Carbon trioxide (CO_{3}) is an unstable oxide of carbon (an oxocarbon). The possible isomers of carbon trioxide include ones with molecular symmetry point groups C_{s}, D_{3h}, and C_{2v}. The C_{2v} state, consisting of a dioxirane, has been shown to be the ground state of the molecule. Carbon trioxide should not be confused with the stable carbonate ion (CO_{3}^{2−}).

Carbon trioxide can be produced, for example, in the drift zone of a negative corona discharge by reactions between carbon dioxide (CO_{2}) and the atomic oxygen (O) created from molecular oxygen by free electrons in the plasma. Another reported method is photolysis of ozone O_{3} dissolved in liquid CO_{2}, or in CO_{2}/SF_{6} mixtures at −45 C, irradiated with light of 253.7 nm. The formation of CO_{3} is inferred but it appears to decay spontaneously by the route
2 CO_{3} → 2 CO_{2} + O_{2}
with a lifetime much shorter than 1 minute.
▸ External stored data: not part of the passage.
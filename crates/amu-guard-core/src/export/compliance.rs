//! Withdrawal compliance export with record fingerprints.

use chrono::NaiveDate;
use serde::{Deserialize, Serialize};

use crate::db::{Database, DbResult};
use crate::models::{AmuRiskRecord, DoseTier, ProductMatrix, RiskCategory, SampleStatus};

/// Prediction and lab outcome for one treatment.
#[derive(Debug, Clone, Serialize, Deserialize, PartialEq)]
pub struct WithdrawalComplianceEntry {
    pub treatment_id: String,
    pub entity_id: String,
    pub farm_id: String,
    pub species: String,
    pub medicine: String,
    pub matrix: ProductMatrix,
    pub dose_tier: DoseTier,
    pub overdosage: bool,
    pub predicted_category: Option<RiskCategory>,
    pub risk_percent: Option<f64>,
    pub worst_tissue: Option<String>,
    pub withdrawal_days: Option<u32>,
    pub safe_date: Option<NaiveDate>,
    /// `None` when no sample request exists yet
    pub request_status: Option<SampleStatus>,
    pub assigned_lab_id: Option<String>,
    pub verdict: Option<RiskCategory>,
    pub detected_residue: Option<f64>,
    pub mrl_limit: Option<f64>,
    pub tested_on: Option<NaiveDate>,
    pub certificate_ref: Option<String>,
    /// Lab verdict differs from the predicted category
    pub prediction_mismatch: bool,
    pub record_hash: String,
    /// Stored hash still matches the record contents
    pub hash_verified: bool,
}

#[derive(Debug, Clone, Serialize, Deserialize, PartialEq)]
pub struct WithdrawalComplianceMetadata {
    /// Export format version
    pub format_version: String,
    pub exported_at: String,
    pub hash_algorithm: String,
    /// Exporting system identifier
    pub system_id: Option<String>,
    pub record_count: u32,
    pub tested_count: u32,
    pub mismatch_count: u32,
    /// Records whose stored hash no longer matches
    pub tampered_count: u32,
}

#[derive(Debug, Clone, Serialize, Deserialize, PartialEq)]
pub struct WithdrawalComplianceExport {
    pub metadata: WithdrawalComplianceMetadata,
    pub entries: Vec<WithdrawalComplianceEntry>,
}

impl WithdrawalComplianceExport {
    pub fn to_json(&self) -> Result<String, serde_json::Error> {
        serde_json::to_string_pretty(self)
    }

    pub fn to_csv(&self) -> String {
        let mut csv = String::new();

        csv.push_str(
            "treatment_id,entity_id,farm_id,species,medicine,matrix,dose_tier,overdosage,\
             predicted_category,risk_percent,withdrawal_days,safe_date,request_status,\
             verdict,detected_residue,mrl_limit,prediction_mismatch,record_hash,hash_verified\n",
        );

        for e in &self.entries {
            csv.push_str(&format!(
                "{},{},{},{},{},{},{},{},{},{},{},{},{},{},{},{},{},{},{}\n",
                escape_csv(&e.treatment_id),
                escape_csv(&e.entity_id),
                escape_csv(&e.farm_id),
                escape_csv(&e.species),
                escape_csv(&e.medicine),
                e.matrix.as_str(),
                e.dose_tier.as_str(),
                e.overdosage,
                e.predicted_category.map(|c| c.as_str()).unwrap_or(""),
                optional(e.risk_percent.map(|p| format!("{:.2}", p))),
                optional(e.withdrawal_days),
                optional(e.safe_date),
                e.request_status.map(|s| s.as_str()).unwrap_or(""),
                e.verdict.map(|c| c.as_str()).unwrap_or(""),
                optional(e.detected_residue),
                optional(e.mrl_limit),
                e.prediction_mismatch,
                e.record_hash,
                e.hash_verified,
            ));
        }

        csv
    }
}

fn optional<T: ToString>(value: Option<T>) -> String {
    value.map(|v| v.to_string()).unwrap_or_default()
}

fn escape_csv(s: &str) -> String {
    if s.contains(',') || s.contains('"') || s.contains('\n') {
        format!("\"{}\"", s.replace('"', "\"\""))
    } else {
        s.to_string()
    }
}

pub struct ComplianceExporter<'a> {
    db: &'a Database,
    system_id: Option<String>,
}

impl<'a> ComplianceExporter<'a> {
    pub fn new(db: &'a Database) -> Self {
        Self {
            db,
            system_id: None,
        }
    }

    pub fn with_system_id(mut self, system_id: String) -> Self {
        self.system_id = Some(system_id);
        self
    }

    pub fn entry_for(&self, record: &AmuRiskRecord) -> DbResult<WithdrawalComplianceEntry> {
        let request = self.db.get_sample_request_for_treatment(&record.treatment_id)?;
        let report = match &request {
            Some(r) => self.db.get_report_for_request(&r.request_id)?,
            None => None,
        };

        let verdict = report.as_ref().map(|r| r.final_status);
        let prediction_mismatch = matches!(
            (record.risk_category, verdict),
            (Some(predicted), Some(actual)) if predicted != actual
        );

        Ok(WithdrawalComplianceEntry {
            treatment_id: record.treatment_id.clone(),
            entity_id: record.entity_id.clone(),
            farm_id: record.farm_id.clone(),
            species: record.species.clone(),
            medicine: record.medicine.clone(),
            matrix: record.matrix,
            dose_tier: record.dose_tier,
            overdosage: record.overdosage,
            predicted_category: record.risk_category,
            risk_percent: record.risk_percent,
            worst_tissue: record.worst_tissue.clone(),
            withdrawal_days: record.withdrawal_days,
            safe_date: record.safe_date,
            request_status: request.as_ref().map(|r| r.status),
            assigned_lab_id: request.and_then(|r| r.assigned_lab_id),
            verdict,
            detected_residue: report.as_ref().map(|r| r.detected_residue),
            mrl_limit: report.as_ref().map(|r| r.mrl_limit),
            tested_on: report.as_ref().map(|r| r.tested_on),
            certificate_ref: report.and_then(|r| r.certificate_ref),
            prediction_mismatch,
            record_hash: record.record_hash.clone(),
            hash_verified: record.verify_hash(),
        })
    }

    /// Export every stored risk record.
    pub fn export_all(&self) -> DbResult<WithdrawalComplianceExport> {
        let records = self.db.list_risk_records()?;
        self.export_records(&records)
    }

    /// Export the risk records of one farm.
    pub fn export_farm(&self, farm_id: &str) -> DbResult<WithdrawalComplianceExport> {
        let records: Vec<AmuRiskRecord> = self
            .db
            .list_risk_records()?
            .into_iter()
            .filter(|r| r.farm_id == farm_id)
            .collect();
        self.export_records(&records)
    }

    fn export_records(&self, records: &[AmuRiskRecord]) -> DbResult<WithdrawalComplianceExport> {
        let entries = records
            .iter()
            .map(|r| self.entry_for(r))
            .collect::<DbResult<Vec<_>>>()?;

        let count = |f: fn(&WithdrawalComplianceEntry) -> bool| {
            entries.iter().filter(|e| f(e)).count() as u32
        };

        Ok(WithdrawalComplianceExport {
            metadata: WithdrawalComplianceMetadata {
                format_version: "1.0".to_string(),
                exported_at: chrono::Utc::now().to_rfc3339(),
                hash_algorithm: "SHA-256".to_string(),
                system_id: self.system_id.clone(),
                record_count: entries.len() as u32,
                tested_count: count(|e| e.verdict.is_some()),
                mismatch_count: count(|e| e.prediction_mismatch),
                tampered_count: count(|e| !e.hash_verified),
            },
            entries,
        })
    }
}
Carbon trioxide can be made by blowing ozone at dry ice (solid CO_{2}), and it has also been detected in reactions between carbon monoxide (CO) and molecular oxygen (O_{2}). Along with the ground state C_{2v} isomer, the first spectroscopic detection of the D_{3h} isomer was in electron-irradiated ices of carbon dioxide.